Не успеешь пожаловаться читателю (см. номер от 20 июля) на засилье в нынешней программе Авиньонского фестиваля перформансов и видеоинсталляций, как вот он тебе — отличный драматический театр в чистом виде. "Крум" в постановке 43-летнего польского режиссера Кшиштофа Варликовского — единственный спектакль в афише Авиньона-2005, сделанный за пределами стран Шенгенского соглашения, хотя и в новых пределах Европейского союза. Так или иначе, совместная работа двух ведущих польских театров, варшавского "Розмаитошчи" и Старого театра из Кракова, разительно отличается от всего, что уже пришлось увидеть в Авиньоне,— никаких "деконструкций", никакого шарлатанства, а все "переживания телесности" (любимая тема нынешнего приглашенного директора фестиваля Яна Фабра) воплощены исключительно средствами умного, качественного театра.

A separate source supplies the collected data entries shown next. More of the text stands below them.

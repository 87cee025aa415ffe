//! Build failures.
//!
//! Every variant is fatal: the pipeline stops at the first error and
//! returns it unchanged, with no layer committed for the failing stage.

use std::path::PathBuf;

use bootstack_common::error::BootstackError;
use thiserror::Error;

/// Error raised while parsing a descriptor or running a build stage.
#[derive(Debug, Error)]
pub enum BuildError {
    /// The descriptor is malformed or uses an unsupported construct.
    #[error("descriptor line {line}: {message}")]
    Descriptor {
        /// 1-based line where the offending instruction starts.
        line: usize,
        /// What is wrong with it.
        message: String,
    },

    /// The base image reference could not be resolved to layers.
    #[error("cannot resolve base image {reference}: {reason}")]
    BaseImageUnresolved {
        /// Reference as written in the descriptor.
        reference: String,
        /// Why resolution failed.
        reason: String,
    },

    /// The dependency manifest is absent or unreadable.
    #[error("dependency manifest missing or unreadable: {}", path.display())]
    ManifestMissing {
        /// Path inside the build context.
        path: PathBuf,
    },

    /// A dependency manifest line could not be parsed.
    #[error("manifest line {line}: {message}")]
    Manifest {
        /// 1-based line number.
        line: usize,
        /// What is wrong with it.
        message: String,
    },

    /// A `COPY` source does not exist in the build context.
    #[error("copy source not found in build context: {}", path.display())]
    SourceMissing {
        /// Path inside the build context.
        path: PathBuf,
    },

    /// An install command exited unsuccessfully.
    #[error("install command {command:?} failed with exit status {status}")]
    InstallFailed {
        /// The command line that failed.
        command: String,
        /// Its exit status (127 when it could not be found).
        status: i32,
    },

    /// An install command would run on the host instead of in the image.
    #[error(
        "refusing to run install command {command:?} on the host: build as root \
         or pass --isolation host explicitly"
    )]
    HostInstallRefused {
        /// The command line that was not run.
        command: String,
    },

    /// A lower-level failure (I/O, storage, catalog).
    #[error(transparent)]
    Common(#[from] BootstackError),
}

/// Convenience alias used throughout the build crate.
pub type Result<T> = std::result::Result<T, BuildError>;

impl BuildError {
    /// Shorthand for a [`BuildError::Descriptor`].
    pub fn descriptor(line: usize, message: impl Into<String>) -> Self {
        Self::Descriptor {
            line,
            message: message.into(),
        }
    }
}
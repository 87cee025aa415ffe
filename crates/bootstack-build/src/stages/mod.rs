//! The five build stages, in pipeline order.

pub mod base;
pub mod copy;
pub mod entry;
pub mod identity;
pub mod install;

use std::path::Path;

use bootstack_core::filesystem::{copy::copy_path, rootfs_join};

use crate::error::Result;
use crate::stage::BuildContext;

pub use self::base::BaseStage;
pub use self::copy::SourceCopyStage;
pub use self::entry::EntryStage;
pub use self::identity::IdentityStage;
pub use self::install::DependencyStage;

/// Collapses `.` and `..` in an absolute image path.
pub(crate) fn normalize_image_path(path: &str) -> String {
    let mut parts: Vec<&str> = Vec::new();
    for part in path.split('/') {
        match part {
            "" | "." => {}
            ".." => {
                let _ = parts.pop();
            }
            other => parts.push(other),
        }
    }
    format!("/{}", parts.join("/"))
}

/// Copies one host path into the image at `dest`, with `COPY` semantics:
/// a directory's contents merge into `dest`; a file lands inside `dest`
/// when `dest` names a directory (trailing `/`, `.`, an existing directory,
/// or several sources), otherwise at `dest` itself.
///
/// Returns the in-image path written.
pub(crate) fn copy_into_image(
    ctx: &BuildContext<'_>,
    src: &Path,
    dest: &str,
    many_sources: bool,
) -> Result<String> {
    let target = normalize_image_path(&ctx.config.resolve_path(dest));
    let host_target = rootfs_join(&ctx.rootfs, &target);

    let into_dir = src.is_dir()
        || many_sources
        || dest.ends_with('/')
        || matches!(dest, "." | "..")
        || host_target.is_dir();

    let written_to = match src.file_name() {
        Some(name) if into_dir && !src.is_dir() => {
            let name = name.to_string_lossy();
            let _ = copy_path(src, &host_target.join(name.as_ref()))?;
            normalize_image_path(&format!("{target}/{name}"))
        }
        _ => {
            let _ = copy_path(src, &host_target)?;
            target
        }
    };
    tracing::debug!(src = %src.display(), dest = %written_to, "copied into image");
    Ok(written_to)
}

#[cfg(test)]
mod tests {
    use super::*;

    #[test]
    fn normalize_collapses_dots() {
        assert_eq!(normalize_image_path("/app/."), "/app");
        assert_eq!(normalize_image_path("/app/../srv//x"), "/srv/x");
        assert_eq!(normalize_image_path("/../.."), "/");
    }
}
//! Core container struct and lifecycle transitions.

use std::path::PathBuf;

use bootstack_common::error::{BootstackError, Result};
use bootstack_common::types::{ContainerId, ContainerState, EntryCommand, ImageId};
use bootstack_image::config::ImageConfig;
use bootstack_image::registry::ImageEntry;

use crate::state::StateEntry;

/// A container instance created from an image.
#[derive(Debug, Clone)]
pub struct Container {
    /// Unique identifier.
    pub id: ContainerId,
    /// Catalog reference of the image (`name:tag`).
    pub image: String,
    /// Content id of the image.
    pub image_id: ImageId,
    /// Entry command copied from the image configuration.
    pub entry: EntryCommand,
    /// Environment, working directory, and identity of the entry process.
    pub config: ImageConfig,
    /// Current lifecycle state.
    pub state: ContainerState,
    /// PID of the entry process while running.
    pub pid: Option<u32>,
    /// Host path of the container's root filesystem.
    pub rootfs: PathBuf,
    /// Host path of the captured output.
    pub log_path: PathBuf,
    /// RFC 3339 creation timestamp.
    pub created_at: String,
    /// RFC 3339 timestamp of the exit.
    pub finished_at: Option<String>,
}

impl Container {
    /// Creates a container for `image` in the `Stopped` state.
    ///
    /// # Errors
    ///
    /// Returns an error if the image records no entry command.
    pub fn new(
        id: ContainerId,
        image: &ImageEntry,
        rootfs: PathBuf,
        log_path: PathBuf,
    ) -> Result<Self> {
        let Some(entry) = image.config.entry.clone() else {
            return Err(BootstackError::Config {
                message: format!("image {} has no entry command", image.reference),
            });
        };
        Ok(Self {
            id,
            image: image.reference.clone(),
            image_id: image.id.clone(),
            entry,
            config: image.config.clone(),
            state: ContainerState::Stopped,
            pid: None,
            rootfs,
            log_path,
            created_at: chrono::Utc::now().to_rfc3339(),
            finished_at: None,
        })
    }

    /// Records the spawned entry process, transitioning to `Running`.
    ///
    /// # Errors
    ///
    /// Returns an error unless the container is `Stopped`.
    pub fn mark_running(&mut self, pid: u32) -> Result<()> {
        if self.state != ContainerState::Stopped {
            return Err(self.invalid_transition("start"));
        }
        self.state = ContainerState::Running;
        self.pid = Some(pid);
        tracing::info!(id = %self.id.short(), pid, "container running");
        Ok(())
    }

    /// Records the exit code, transitioning to `Exited`.
    ///
    /// A container whose entry process never spawned exits straight from
    /// `Stopped`.
    ///
    /// # Errors
    ///
    /// Returns an error if the container has already exited.
    pub fn mark_exited(&mut self, code: i32) -> Result<()> {
        if self.state.is_terminal() {
            return Err(self.invalid_transition("exit"));
        }
        self.state = ContainerState::Exited { code };
        self.pid = None;
        self.finished_at = Some(chrono::Utc::now().to_rfc3339());
        tracing::info!(id = %self.id.short(), code, "container exited");
        Ok(())
    }

    /// Snapshot persisted in the state file.
    #[must_use]
    pub fn record(&self) -> StateEntry {
        StateEntry {
            id: self.id.clone(),
            image: self.image.clone(),
            state: self.state,
            pid: self.pid,
            argv: self.entry.argv().to_vec(),
            exit_code: self.state.exit_code(),
            log_path: self.log_path.clone(),
            created_at: self.created_at.clone(),
            finished_at: self.finished_at.clone(),
        }
    }

    fn invalid_transition(&self, action: &str) -> BootstackError {
        BootstackError::Config {
            message: format!("cannot {action} container {}: it is {}", self.id, self.state),
        }
    }
}

#[cfg(test)]
mod tests {
    use super::*;

    fn image(entry: Option<EntryCommand>) -> ImageEntry {
        let config = ImageConfig {
            entry,
            ..ImageConfig::base()
        };
        ImageEntry::new("app:latest", None, Vec::new(), config).expect("image")
    }

    fn container() -> Container {
        let entry = EntryCommand::new(vec!["python".into(), "main.py".into()]).expect("entry");
        Container::new(
            ContainerId::new("c0ffee000000aaaa"),
            &image(Some(entry)),
            PathBuf::from("/tmp/rootfs"),
            PathBuf::from("/tmp/c.log"),
        )
        .expect("container")
    }

    #[test]
    fn new_container_is_stopped() {
        let c = container();
        assert_eq!(c.state, ContainerState::Stopped);
        assert!(c.pid.is_none());
        assert!(c.finished_at.is_none());
    }

    #[test]
    fn image_without_entry_is_rejected() {
        let err = Container::new(
            ContainerId::generate(),
            &image(None),
            PathBuf::from("/tmp/rootfs"),
            PathBuf::from("/tmp/c.log"),
        )
        .expect_err("no entry");
        assert!(err.to_string().contains("no entry command"));
    }

    #[test]
    fn full_lifecycle() {
        let mut c = container();
        c.mark_running(42).expect("start");
        assert_eq!(c.pid, Some(42));
        c.mark_exited(3).expect("exit");
        assert_eq!(c.state, ContainerState::Exited { code: 3 });
        assert!(c.pid.is_none());
        assert!(c.finished_at.is_some());
    }

    #[test]
    fn exited_container_cannot_restart() {
        let mut c = container();
        c.mark_running(42).expect("start");
        c.mark_exited(0).expect("exit");
        assert!(c.mark_running(43).is_err());
        assert!(c.mark_exited(1).is_err());
    }

    #[test]
    fn launch_failure_exits_from_stopped() {
        let mut c = container();
        c.mark_exited(127).expect("exit");
        assert_eq!(c.state.exit_code(), Some(127));
    }

    #[test]
    fn record_carries_argv_and_exit_code() {
        let mut c = container();
        c.mark_exited(2).expect("exit");
        let record = c.record();
        assert_eq!(record.argv, ["python", "main.py"]);
        assert_eq!(record.exit_code, Some(2));
        assert_eq!(record.image, "app:latest");
    }
}
//! `bstk import`: register a base image from a directory or archive.

use std::path::Path;

use anyhow::Context;
use bootstack_image::config::ImageConfig;
use bootstack_image::layer::LayerRef;
use bootstack_image::reference::ImageReference;
use bootstack_image::registry::ImageEntry;
use bootstack_image::source::{self, ImageSource};
use bootstack_image::storage::StorageBackend;
use clap::Args;

use super::Session;

/// Arguments for the `import` command.
#[derive(Args, Debug)]
pub struct ImportArgs {
    /// Root filesystem: a directory, a tar archive, or a source URI.
    pub source: String,

    /// Reference to register the image under (`name[:tag]`).
    #[arg(short, long)]
    pub tag: String,

    /// Environment recorded in the image config (`KEY=VALUE`).
    #[arg(long, value_parser = parse_env)]
    pub env: Vec<(String, String)>,

    /// Working directory recorded in the image config.
    #[arg(long)]
    pub workdir: Option<String>,
}

fn parse_env(input: &str) -> Result<(String, String), String> {
    match input.split_once('=') {
        Some((key, value)) if !key.is_empty() => Ok((key.to_string(), value.to_string())),
        _ => Err(format!("expected KEY=VALUE, got {input:?}")),
    }
}

/// Executes the `import` command.
///
/// # Errors
///
/// Returns an error if the source cannot be read, fetched, or stored.
pub fn execute(session: &Session, args: ImportArgs) -> anyhow::Result<()> {
    let reference = ImageReference::parse(&args.tag)?;
    let storage = session.storage()?;
    let created_by = format!("import {}", args.source);

    let source = if source::is_source_uri(&args.source) {
        source::resolve_source(&args.source)?
    } else {
        local_source(Path::new(&args.source))?
    };
    let layer = import_layer(&storage, source, &created_by)?;

    let mut config = ImageConfig::base();
    for (key, value) in args.env {
        config.set_env(key, value);
    }
    if let Some(workdir) = args.workdir {
        config.workdir = config.resolve_path(&workdir);
    }

    let entry = ImageEntry::new(reference.key(), Some(args.source), vec![layer], config)?;
    session.catalog()?.register(entry.clone())?;
    tracing::info!(reference = %entry.reference, id = %entry.id.short(), "base image imported");
    println!("Imported {} ({})", entry.reference, entry.id.short());
    Ok(())
}

fn local_source(path: &Path) -> anyhow::Result<ImageSource> {
    let meta = std::fs::metadata(path)
        .with_context(|| format!("cannot read import source {}", path.display()))?;
    Ok(if meta.is_dir() {
        ImageSource::File(path.to_path_buf())
    } else {
        ImageSource::Tar(path.to_path_buf())
    })
}

fn import_layer(
    storage: &StorageBackend,
    source: ImageSource,
    created_by: &str,
) -> anyhow::Result<LayerRef> {
    let layer = match source {
        ImageSource::File(dir) => storage.import_dir(&dir, created_by)?,
        ImageSource::Tar(archive) => storage.import_archive(&archive, created_by)?,
        ImageSource::Remote { url, sha256 } => {
            let scratch = storage.scratch_dir("fetch")?;
            let archive = source::fetch_remote(&url, &sha256, scratch.path())?;
            storage.import_archive(&archive, created_by)?
        }
    };
    Ok(layer)
}

#[cfg(test)]
mod tests {
    use super::*;

    #[test]
    fn env_pairs_split_on_first_equals() {
        assert_eq!(
            parse_env("OPTS=a=b").expect("parse"),
            ("OPTS".to_string(), "a=b".to_string())
        );
        assert!(parse_env("NOVALUE").is_err());
        assert!(parse_env("=x").is_err());
    }

    #[test]
    fn directory_is_imported_as_single_layer() {
        let dir = tempfile::tempdir().expect("tempdir");
        let rootfs = dir.path().join("rootfs");
        std::fs::create_dir_all(rootfs.join("usr/bin")).expect("mkdir");
        std::fs::write(rootfs.join("usr/bin/python3"), "bin").expect("write");
        let storage = StorageBackend::open(dir.path().join("store")).expect("storage");

        let source = local_source(&rootfs).expect("source");
        assert!(matches!(source, ImageSource::File(_)));
        let layer = import_layer(&storage, source, "import test").expect("import");
        assert!(storage.has_layer(layer.digest.as_hex()));
    }

    #[test]
    fn missing_local_source_is_an_error() {
        let dir = tempfile::tempdir().expect("tempdir");
        assert!(local_source(&dir.path().join("absent.tar")).is_err());
    }
}
//! Filesystem layer management.
//!
//! Each image is composed of ordered layers. Layers are content-addressed
//! by the SHA-256 of their gzip tar archive. Archives written here are
//! deterministic: entries are sorted and timestamps and ownership are
//! zeroed, so the same tree always yields the same digest.

use std::collections::HashMap;
use std::path::{Path, PathBuf};

use bootstack_common::error::{BootstackError, Result};
use bootstack_common::types::Sha256Hash;
use serde::{Deserialize, Serialize};

/// A single filesystem layer in an image stack.
#[derive(Debug, Clone, PartialEq, Eq, Serialize, Deserialize)]
pub struct LayerRef {
    /// Digest of the compressed archive.
    pub digest: Sha256Hash,
    /// Size of the compressed archive in bytes.
    pub size_bytes: u64,
    /// Build step that produced the layer.
    pub created_by: String,
}

/// Extracts a tar archive to the target directory.
///
/// Supports both plain `.tar` and gzip-compressed archives; gzip is
/// detected from the magic bytes. Entries overwrite existing paths, so
/// extracting layers in order shadows lower layers with upper ones.
///
/// # Errors
///
/// Returns an error if the archive cannot be opened or unpacked.
pub fn extract_layer(archive_path: &Path, target: &Path) -> Result<u64> {
    tracing::info!(
        archive = %archive_path.display(),
        target = %target.display(),
        "extracting layer"
    );

    std::fs::create_dir_all(target).map_err(|e| BootstackError::io(target, e))?;

    let file = std::fs::File::open(archive_path).map_err(|e| BootstackError::io(archive_path, e))?;
    let size_bytes = file
        .metadata()
        .map_err(|e| BootstackError::io(archive_path, e))?
        .len();

    if is_gzip_archive(archive_path)? {
        unpack(tar::Archive::new(flate2::read::GzDecoder::new(file)), target)?;
    } else {
        unpack(tar::Archive::new(file), target)?;
    }

    Ok(size_bytes)
}

fn unpack<R: std::io::Read>(mut archive: tar::Archive<R>, target: &Path) -> Result<()> {
    archive.set_preserve_permissions(true);
    archive.set_preserve_mtime(true);
    archive.set_overwrite(true);
    archive.unpack(target).map_err(|e| BootstackError::io(target, e))
}

/// Determines whether an archive is gzip-compressed from its magic bytes.
///
/// # Errors
///
/// Returns an error if the file cannot be read.
pub fn is_gzip_archive(path: &Path) -> Result<bool> {
    use std::io::Read;

    let mut magic = [0u8; 2];
    let mut file = std::fs::File::open(path).map_err(|e| BootstackError::io(path, e))?;
    let n = file.read(&mut magic).map_err(|e| BootstackError::io(path, e))?;
    Ok(n == 2 && magic == [0x1f, 0x8b])
}

/// Metadata for a single path in a snapshot.
#[derive(Debug, Clone, PartialEq, Eq)]
struct FileEntry {
    size: u64,
    mtime_nanos: u128,
    mode: u32,
    is_dir: bool,
}

/// A snapshot of a directory's file state, used to compute a stage's diff.
#[derive(Debug, Clone, Default)]
pub struct DirSnapshot {
    entries: HashMap<PathBuf, FileEntry>,
}

impl DirSnapshot {
    /// Records every path under `root` with its size, mtime, and mode.
    ///
    /// # Errors
    ///
    /// Returns an error if any directory cannot be listed.
    pub fn capture(root: &Path) -> Result<Self> {
        let mut entries = HashMap::new();
        if root.exists() {
            walk_dir(root, root, &mut entries)?;
        }
        Ok(Self { entries })
    }

    /// Paths added or modified between `self` (before) and `after`, sorted.
    ///
    /// Deletions are not represented.
    #[must_use]
    pub fn diff(&self, after: &Self) -> Vec<PathBuf> {
        let mut changed: Vec<PathBuf> = after
            .entries
            .iter()
            .filter(|(path, entry)| match self.entries.get(*path) {
                None => true,
                Some(before) if entry.is_dir => before.mode != entry.mode || !before.is_dir,
                Some(before) => before != *entry,
            })
            .map(|(path, _)| path.clone())
            .collect();
        changed.sort();
        changed
    }

    /// Number of recorded paths.
    #[must_use]
    pub fn len(&self) -> usize {
        self.entries.len()
    }

    /// Whether the snapshot recorded nothing.
    #[must_use]
    pub fn is_empty(&self) -> bool {
        self.entries.is_empty()
    }
}

fn walk_dir(root: &Path, current: &Path, entries: &mut HashMap<PathBuf, FileEntry>) -> Result<()> {
    let read_dir = std::fs::read_dir(current).map_err(|e| BootstackError::io(current, e))?;
    for entry in read_dir {
        let entry = entry.map_err(|e| BootstackError::io(current, e))?;
        let path = entry.path();
        let meta = std::fs::symlink_metadata(&path).map_err(|e| BootstackError::io(&path, e))?;
        let relative = path.strip_prefix(root).unwrap_or(&path).to_path_buf();
        let mtime_nanos = meta
            .modified()
            .ok()
            .and_then(|t| t.duration_since(std::time::UNIX_EPOCH).ok())
            .map_or(0, |d| d.as_nanos());

        let _ = entries.insert(
            relative,
            FileEntry {
                size: meta.len(),
                mtime_nanos,
                mode: file_mode(&meta),
                is_dir: meta.is_dir(),
            },
        );

        if meta.is_dir() {
            walk_dir(root, &path, entries)?;
        }
    }
    Ok(())
}

#[cfg(unix)]
fn file_mode(meta: &std::fs::Metadata) -> u32 {
    use std::os::unix::fs::MetadataExt;
    meta.mode() & 0o7777
}

#[cfg(not(unix))]
fn file_mode(meta: &std::fs::Metadata) -> u32 {
    if meta.is_dir() {
        0o755
    } else if meta.permissions().readonly() {
        0o444
    } else {
        0o644
    }
}

/// Writes a deterministic gzip tar of `paths` (relative to `root`).
///
/// Paths are sorted; directories, regular files, and symlinks are stored
/// with their permission bits, owner `0:0`, and mtime `0`.
///
/// # Errors
///
/// Returns an error if a path cannot be read or the archive cannot be written.
pub fn write_archive(root: &Path, paths: &[PathBuf], output: &Path) -> Result<()> {
    let mut sorted = paths.to_vec();
    sorted.sort();
    sorted.dedup();

    let file = std::fs::File::create(output).map_err(|e| BootstackError::io(output, e))?;
    let encoder = flate2::write::GzEncoder::new(file, flate2::Compression::default());
    let mut builder = tar::Builder::new(encoder);

    for relative in &sorted {
        append_entry(&mut builder, root, relative)?;
    }

    let encoder = builder.into_inner().map_err(|e| BootstackError::io(output, e))?;
    let _ = encoder.finish().map_err(|e| BootstackError::io(output, e))?;
    Ok(())
}

fn append_entry<W: std::io::Write>(
    builder: &mut tar::Builder<W>,
    root: &Path,
    relative: &Path,
) -> Result<()> {
    let full = root.join(relative);
    let meta = std::fs::symlink_metadata(&full).map_err(|e| BootstackError::io(&full, e))?;

    let mut header = tar::Header::new_gnu();
    header.set_mode(file_mode(&meta));
    header.set_uid(0);
    header.set_gid(0);
    header.set_mtime(0);

    let io_err = |e: std::io::Error| BootstackError::io(&full, e);
    if meta.file_type().is_symlink() {
        let target = std::fs::read_link(&full).map_err(io_err)?;
        header.set_entry_type(tar::EntryType::Symlink);
        header.set_size(0);
        builder.append_link(&mut header, relative, target).map_err(io_err)
    } else if meta.is_dir() {
        header.set_entry_type(tar::EntryType::Directory);
        header.set_size(0);
        builder
            .append_data(&mut header, relative, std::io::empty())
            .map_err(io_err)
    } else {
        let file = std::fs::File::open(&full).map_err(io_err)?;
        header.set_entry_type(tar::EntryType::Regular);
        header.set_size(meta.len());
        builder.append_data(&mut header, relative, file).map_err(io_err)
    }
}

/// Lists every path under `root` (relative), for packing a whole tree.
///
/// # Errors
///
/// Returns an error if any directory cannot be listed.
pub fn list_tree(root: &Path) -> Result<Vec<PathBuf>> {
    let snapshot = DirSnapshot::capture(root)?;
    let mut paths: Vec<PathBuf> = snapshot.entries.into_keys().collect();
    paths.sort();
    Ok(paths)
}
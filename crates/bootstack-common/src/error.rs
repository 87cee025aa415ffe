//! Unified error types for the bootstack workspace.
//!
//! Higher-level crates define their own domain-specific error enums that
//! wrap these common variants (see `bootstack-build`'s `BuildError`).

use std::path::PathBuf;

use thiserror::Error;

/// Top-level error type shared across the workspace.
#[derive(Debug, Error)]
pub enum BootstackError {
    /// An I/O operation failed.
    #[error("I/O error at {path}: {source}")]
    Io {
        /// Path where the I/O error occurred.
        path: PathBuf,
        /// Underlying I/O error.
        source: std::io::Error,
    },

    /// A configuration value is invalid.
    #[error("invalid configuration: {message}")]
    Config {
        /// Description of the invalid configuration.
        message: String,
    },

    /// A required resource was not found.
    #[error("{kind} not found: {id}")]
    NotFound {
        /// Type of the missing resource.
        kind: &'static str,
        /// Identifier of the missing resource.
        id: String,
    },

    /// A hash validation failed.
    #[error("hash mismatch for {resource}: expected {expected}, got {actual}")]
    HashMismatch {
        /// Resource that failed validation.
        resource: String,
        /// Expected hash value.
        expected: String,
        /// Actual computed hash value.
        actual: String,
    },

    /// A permission or capability error.
    #[error("permission denied: {message}")]
    PermissionDenied {
        /// Description of the denied operation.
        message: String,
    },

    /// A network transfer failed.
    #[error("network error fetching {url}: {message}")]
    Network {
        /// URL that was being fetched.
        url: String,
        /// Description of the failure.
        message: String,
    },

    /// Serialization or deserialization failed.
    #[error("serialization error: {source}")]
    Serialization {
        /// Underlying serialization error.
        #[from]
        source: serde_json::Error,
    },
}

impl BootstackError {
    /// Builds an [`BootstackError::Io`] from a path and an I/O error.
    ///
    /// Shorthand for the `map_err(|e| BootstackError::Io { .. })` pattern.
    pub fn io(path: impl Into<PathBuf>, source: std::io::Error) -> Self {
        Self::Io {
            path: path.into(),
            source,
        }
    }
}

/// Convenience alias used throughout the workspace.
pub type Result<T> = std::result::Result<T, BootstackError>;

#[cfg(test)]
mod tests {
    use super::*;

    #[test]
    fn io_error_display_includes_path() {
        let err = BootstackError::io(
            "/app/requirements.txt",
            std::io::Error::from(std::io::ErrorKind::NotFound),
        );
        assert!(err.to_string().contains("/app/requirements.txt"));
    }

    #[test]
    fn not_found_display_names_kind_and_id() {
        let err = BootstackError::NotFound {
            kind: "image",
            id: "python:3.11-slim".into(),
        };
        assert_eq!(err.to_string(), "image not found: python:3.11-slim");
    }
}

Видеоэкран, правда, висит и здесь. Но он, кажется, больше нужен для субтитров, нежели для редких и, кстати говоря, необязательных видеофрагментов, имеющих отношение к действию пьесы. В качестве исходного события для "Крума" известный израильский драматург Ханок Левин выбрал одну из самых выигрышных с точки зрения развития сюжета ситуаций — возвращение сына домой. Крум, мужчина в самом расцвете сил, приезжает из-за границы домой, к матери, в маленький городок, где встречает друзей, соседей, бывшую любовь. Не нужно обладать особенно богатой фантазией, чтобы вообразить себе, что отношения с матерью окажутся сложны и мучительны, что в друга юности герой смотрит как в зеркало, что сам он одинок, что старые чувства должны встрепенуться и угаснуть. Что вся пьеса будет про то, что вернуться никуда и никогда человеку нельзя, но и не возвращаться тоже невозможно.

Кшиштоф Варликовский взял именно израильскую пьесу на эту тему, потому что ему были необходимы те щепотки горечи, которую еврей Левин добавляет к комедийным ситуациям, и та неизбывная ирония, которой он приправляет ситуации драматические. Пару лет назад Варликовский очень интересно поставил "Дибук" С. Ан-ского, знаменитую пьесу о том, как дух умершего возлюбленного вселился в еврейскую девушку и как его из нее всем миром изгоняли. Можно сказать, что "Крум" образует с "Дибуком" своеобразную еврейскую дилогию — к счастью, без всякого еврейского "колорита". Вот только теперь все наоборот: из Крума все духи, злые и добрые, словно "выселились". Он бы и рад обрести смысл, да только не обретается никак. По почти пустому двору-загону, который выстроила на сцене художник Малгожата Щчесняк, гуляет ветер. Хлопают туда-сюда двери, равнодушно вертятся крылья вентиляторов. Правда, устилающий этот зал ожидания паркет напоминает о доме, но когда пространство подсвечивается нижним, призрачным зеленоватым светом, неровности покрытия делают его похожим на высохшую землю.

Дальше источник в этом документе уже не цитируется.